Shortfall unlikely to impede the agriculture: Indian officials
Amidst concerns that monsoon rains could fall short of “normal,” the India Meteorological Department (IMD) is reviewing its projections.
Officials, however, while July rains were less than expected, the shortfall was confined to the northeastern States of India and below-normal rains were unlikely to impede agriculture production. It’s expected to take a call before the weekend on whether to stick to — or downgrade — its May 30 forecast.
The day before (Wednesday), private forecaster Skymet Weather said monsoon rains — June to September—would be at 92% of the historical Long Period Average (LPA) of 89 cm. It had earlier forecast rains to be “normal” or 100% of the LPA. The larger-than-anticipated shortfall in July and anticipated weak rains during the whole of August were key dampeners. The IMD hasn’t indicated any change in its numbers. On May 30, in an official update, it said that monsoon rains, overall, would be 97% of the LPA. July would see excess rains (101% of that month’s LPA) and August would see a shortfall (94% LPA), it had said.
“We are reviewing the situation, and will soon issue a statement. The monsoon has spread well to all the agriculturally-important regions,” said K.J. Ramesh, Director-General, IMD.
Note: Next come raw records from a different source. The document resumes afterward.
//! Bindings to the Leaflet global `L`, covering only the surface the
//! viewer drives. The host page loads Leaflet itself; tile rendering and
//! pane management stay on its side of the boundary.

use geo::Point;
use wasm_bindgen::prelude::*;

#[wasm_bindgen]
extern "C" {
    pub type Map;

    #[wasm_bindgen(js_namespace = L, js_name = map)]
    pub fn new_map(id: &str) -> Map;

    #[wasm_bindgen(method, js_name = setView)]
    pub fn set_view(this: &Map, center: &LatLng, zoom: f64);

    #[wasm_bindgen(method, js_name = getCenter)]
    pub fn get_center(this: &Map) -> LatLng;

    #[wasm_bindgen(method, js_name = getZoom)]
    pub fn get_zoom(this: &Map) -> f64;

    #[wasm_bindgen(method, js_name = getBounds)]
    pub fn get_bounds(this: &Map) -> LatLngBounds;

    #[wasm_bindgen(method, js_name = fitBounds)]
    pub fn fit_bounds(this: &Map, bounds: &LatLngBounds);

    #[wasm_bindgen(method, js_name = flyTo)]
    pub fn fly_to(this: &Map, center: &LatLng, zoom: f64, options: &JsValue);

    #[wasm_bindgen(method)]
    pub fn on(this: &Map, event: &str, handler: &js_sys::Function);

    #[wasm_bindgen(method, js_name = removeLayer)]
    pub fn remove_layer(this: &Map, layer: &JsValue);
}

#[wasm_bindgen]
extern "C" {
    pub type LatLng;

    #[wasm_bindgen(js_namespace = L, js_name = latLng)]
    pub fn lat_lng(lat: f64, lng: f64) -> LatLng;

    #[wasm_bindgen(method, getter)]
    pub fn lat(this: &LatLng) -> f64;

    #[wasm_bindgen(method, getter)]
    pub fn lng(this: &LatLng) -> f64;
}

#[wasm_bindgen]
extern "C" {
    pub type LatLngBounds;

    #[wasm_bindgen(method, js_name = getSouthWest)]
    pub fn get_south_west(this: &LatLngBounds) -> LatLng;

    #[wasm_bindgen(method, js_name = getNorthEast)]
    pub fn get_north_east(this: &LatLngBounds) -> LatLng;
}

#[wasm_bindgen]
extern "C" {
    pub type TileLayer;

    #[wasm_bindgen(js_namespace = L, js_name = tileLayer)]
    pub fn tile_layer(url: &str, options: &JsValue) -> TileLayer;

    #[wasm_bindgen(method, js_name = addTo)]
    pub fn add_to(this: &TileLayer, map: &Map);
}

#[wasm_bindgen]
extern "C" {
    pub type LayerGroup;

    #[wasm_bindgen(js_namespace = L, js_name = layerGroup)]
    pub fn layer_group() -> LayerGroup;

    #[wasm_bindgen(method, js_name = addTo)]
    pub fn add_to(this: &LayerGroup, map: &Map) -> LayerGroup;

    #[wasm_bindgen(method, js_name = addLayer)]
    pub fn add_layer(this: &LayerGroup, layer: &JsValue);

    #[wasm_bindgen(method, js_name = removeLayer)]
    pub fn remove_layer(this: &LayerGroup, layer: &JsValue);

    #[wasm_bindgen(method, js_name = clearLayers)]
    pub fn clear_layers(this: &LayerGroup);
}

#[wasm_bindgen]
extern "C" {
    pub type Marker;

    #[wasm_bindgen(js_namespace = L, js_name = marker)]
    pub fn marker(latlng: &LatLng, options: &JsValue) -> Marker;

    #[wasm_bindgen(method, js_name = setLatLng)]
    pub fn set_lat_lng(this: &Marker, latlng: &LatLng);

    #[wasm_bindgen(method, js_name = getLatLng)]
    pub fn get_lat_lng(this: &Marker) -> LatLng;

    #[wasm_bindgen(method, js_name = addTo)]
    pub fn add_to(this: &Marker, layer: &JsValue);

    #[wasm_bindgen(method)]
    pub fn remove(this: &Marker);

    #[wasm_bindgen(method, js_name = bindTooltip)]
    pub fn bind_tooltip(this: &Marker, content: &str, options: &JsValue);

    #[wasm_bindgen(method, js_name = bindPopup)]
    pub fn bind_popup(this: &Marker, content: &JsValue);

    #[wasm_bindgen(method, js_name = isPopupOpen)]
    pub fn is_popup_open(this: &Marker) -> bool;

    #[wasm_bindgen(method)]
    pub fn on(this: &Marker, event: &str, handler: &js_sys::Function);

    #[wasm_bindgen(method, js_name = getElement)]
    pub fn get_element(this: &Marker) -> Option<web_sys::HtmlElement>;
}

#[wasm_bindgen]
extern "C" {
    pub type Polyline;

    #[wasm_bindgen(js_namespace = L, js_name = polyline)]
    pub fn polyline(latlngs: &js_sys::Array, options: &JsValue) -> Polyline;

    #[wasm_bindgen(method, js_name = addTo)]
    pub fn add_to(this: &Polyline, layer: &JsValue);

    #[wasm_bindgen(method, js_name = getBounds)]
    pub fn get_bounds(this: &Polyline) -> LatLngBounds;
}

#[wasm_bindgen]
extern "C" {
    pub type CircleMarker;

    #[wasm_bindgen(js_namespace = L, js_name = circleMarker)]
    pub fn circle_marker(latlng: &LatLng, options: &JsValue) -> CircleMarker;

    #[wasm_bindgen(method, js_name = addTo)]
    pub fn add_to(this: &CircleMarker, layer: &JsValue);
}

#[wasm_bindgen]
extern "C" {
    pub type Icon;

    #[wasm_bindgen(js_namespace = L, js_name = icon)]
    pub fn icon(options: &JsValue) -> Icon;

    pub type DivIcon;

    #[wasm_bindgen(js_namespace = L, js_name = divIcon)]
    pub fn div_icon(options: &JsValue) -> DivIcon;
}

impl LatLng {
    pub fn to_point(&self) -> Point<f64> {
        Point::new(self.lat(), self.lng())
    }
}

pub fn lat_lng_of(point: Point<f64>) -> LatLng {
    lat_lng(point.x(), point.y())
}

impl LatLngBounds {
    pub fn to_bounds(&self) -> bus_map::viewport::LatLngBounds {
        bus_map::viewport::LatLngBounds::new(
            self.get_south_west().to_point(),
            self.get_north_east().to_point(),
        )
    }
}

/// Marker options carry an already-constructed icon object, so they are
/// assembled reflectively rather than through serde.
pub fn marker_with_icon(latlng: &LatLng, icon: &JsValue) -> Marker {
    let options = js_sys::Object::new();
    js_sys::Reflect::set(&options, &JsValue::from_str("icon"), icon).expect("set marker icon");
    marker(latlng, &options.into())
}

#[derive(serde::Serialize)]
#[serde(rename_all = "camelCase")]
pub struct TileOptions {
    pub max_zoom: f64,
    pub attribution: &'static str,
}

#[derive(serde::Serialize)]
#[serde(rename_all = "camelCase")]
pub struct IconOptions {
    pub icon_url: &'static str,
    pub icon_size: [f64; 2],
    pub icon_anchor: [f64; 2],
    #[serde(skip_serializing_if = "Option::is_none")]
    pub popup_anchor: Option<[f64; 2]>,
}

#[derive(serde::Serialize)]
#[serde(rename_all = "camelCase")]
pub struct DivIconOptions {
    pub class_name: &'static str,
    pub html: String,
    pub icon_size: [f64; 2],
    pub icon_anchor: [f64; 2],
}

#[derive(serde::Serialize)]
#[serde(rename_all = "camelCase")]
pub struct TooltipOptions {
    pub permanent: bool,
    pub direction: &'static str,
    pub interactive: bool,
    pub class_name: &'static str,
}

#[derive(serde::Serialize)]
#[serde(rename_all = "camelCase")]
pub struct PolylineOptions {
    pub color: &'static str,
    #[serde(skip_serializing_if = "Option::is_none")]
    pub dash_array: Option<&'static str>,
    pub weight: f64,
    pub opacity: f64,
}

#[derive(serde::Serialize)]
#[serde(rename_all = "camelCase")]
pub struct CircleOptions {
    pub radius: f64,
    pub color: &'static str,
    pub fill_color: &'static str,
    pub fill_opacity: f64,
}

#[derive(serde::Serialize)]
#[serde(rename_all = "camelCase")]
pub struct FlyOptions {
    pub animate: bool,
    pub duration: f64,
}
At the start of the monsoon, weather agencies around the world had indicated that the weather conditions in the Indian Ocean wouldn’t be very helpful to the monsoon, particularly after July. However, fears of an El Nino, an anomalous warming of the Central Pacific that frequently dries up monsoon rains in northwest India, also sharply receded. “If you ignore the northeastern states, it’s actually above average rainfall in the rest of India. Regions of Bihar and Uttar Pradesh, which had been registering deficit rains, have also improved. So it’s not a situation to worry about,” said Madhavan Rajeevan, Secretary, Ministry of Earth Sciences.